START ENTRIES SUPPLIED

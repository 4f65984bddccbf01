//! # chat-core
//!
//! Shared value objects and wire entities for the chat platform client.
//! This crate has no dependency on networking or the async runtime.

pub mod entities;
pub mod value_objects;

// Re-export commonly used types at crate root
pub use entities::{Channel, ChannelType, Guild, UnavailableGuild, User, VoiceState};
pub use value_objects::{Intents, Snowflake, SnowflakeParseError};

END ENTRIES SUPPLIED

ASSIGNMENT:
Leave out every line before the one containing "chat platform client."; set down that line and all remaining lines of the material exactly.

TASK ANSWER:
//! Shared value objects and wire entities for the chat platform client.
//! This crate has no dependency on networking or the async runtime.

pub mod entities;
pub mod value_objects;

// Re-export commonly used types at crate root
pub use entities::{Channel, ChannelType, Guild, UnavailableGuild, User, VoiceState};
pub use value_objects::{Intents, Snowflake, SnowflakeParseError};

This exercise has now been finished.